Lavrov did not meet Kim, 67, who was suspected of having a stroke in August and did not make an appearance at major public events for months after that until he appeared at the annual meeting of parliament about two weeks ago walking with a limp.
Kim, however, was able to pose for pictures with scientists responsible for the rocket launch who warmly cheered the man known in the North as the Dear Leader, North Korea's KCNA news agency said.
U.S. JOURNALIST TO GO ON TRIAL
While Lavrov was in Pyongyang, North Korea raised tension in a simmering dispute with the United States by saying it will put two U.S. journalists arrested last month on its border with China on trial to face criminal charges.
A competent organ of the DPRK (North Korea) concluded the investigation into the journalists of the United States. The organ formally decided to refer them to a trial on the basis of the confirmed crimes committed by them, KCNA said in a separate dispatch.
The pair, Euna Lee and Laura Ling of U.S. media outlet Current TV, were arrested in March along the border between North Korea and China. North Korea has accused them of illegally entering its territory with hostile intent.
The U.S. State Department had no immediate comment.

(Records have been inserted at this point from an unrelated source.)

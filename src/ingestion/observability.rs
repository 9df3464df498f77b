//! Ingestion outcome reporting.

use std::fmt;

use crate::error::IngestionError;

use super::unified::IngestionFormat;

/// How bad a failed ingestion was. Ordered, so it doubles as an alert threshold.
#[derive(Debug, Clone, Copy, PartialEq, Eq, PartialOrd, Ord)]
pub enum IngestionSeverity {
    /// The content could not be parsed or had the wrong shape.
    Error,
    /// The file could not be read at all.
    Critical,
}

/// Identifies the input an event is about.
#[derive(Debug, Clone)]
pub struct IngestionContext {
    /// Path, or a caller-supplied label for in-memory content.
    pub source: String,
    pub format: IngestionFormat,
}

/// Reported with every successful ingestion.
#[derive(Debug, Clone, Copy, PartialEq, Eq)]
pub struct IngestionStats {
    /// Records produced.
    pub rows: usize,
}

/// Hook for ingestion outcomes. Every method defaults to a no-op except
/// [`IngestionObserver::on_alert`], which falls back to `on_failure`.
pub trait IngestionObserver: Send + Sync {
    fn on_success(&self, _ctx: &IngestionContext, _stats: IngestionStats) {}

    fn on_failure(&self, _ctx: &IngestionContext, _severity: IngestionSeverity, _error: &IngestionError) {}

    /// Invoked after `on_failure` when the severity reaches
    /// [`super::IngestionOptions::alert_at_or_above`].
    fn on_alert(&self, ctx: &IngestionContext, severity: IngestionSeverity, error: &IngestionError) {
        self.on_failure(ctx, severity, error)
    }
}

/// Logs ingestion events through `tracing`.
#[derive(Default)]
pub struct TracingObserver;

impl fmt::Debug for TracingObserver {
    fn fmt(&self, f: &mut fmt::Formatter<'_>) -> fmt::Result {
        f.write_str("TracingObserver")
    }
}

impl IngestionObserver for TracingObserver {
    fn on_success(&self, ctx: &IngestionContext, stats: IngestionStats) {
        tracing::info!(
            format = ?ctx.format,
            source = %ctx.source,
            rows = stats.rows,
            "ingested roster"
        );
    }

    fn on_failure(&self, ctx: &IngestionContext, severity: IngestionSeverity, error: &IngestionError) {
        tracing::warn!(
            ?severity,
            format = ?ctx.format,
            source = %ctx.source,
            %error,
            "ingestion failed"
        );
    }

    fn on_alert(&self, ctx: &IngestionContext, severity: IngestionSeverity, error: &IngestionError) {
        tracing::error!(
            ?severity,
            format = ?ctx.format,
            source = %ctx.source,
            %error,
            "ingestion alert"
        );
    }
}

Washington has said it was in touch with the North through various channels to secure the release of the two journalists, with details of their pre-dawn arrest still murky several weeks
Financial market players in Seoul, used to North Korea's saber rattling, have mostly shrugged off Pyongyang's threat to bolster its nuclear deterrent.
But analysts say markets may take notice of heightened political risk if the North restarts a lab at its nuclear complex to separate more plutonium for weapons, which could increase the likelihood of a new nuclear test.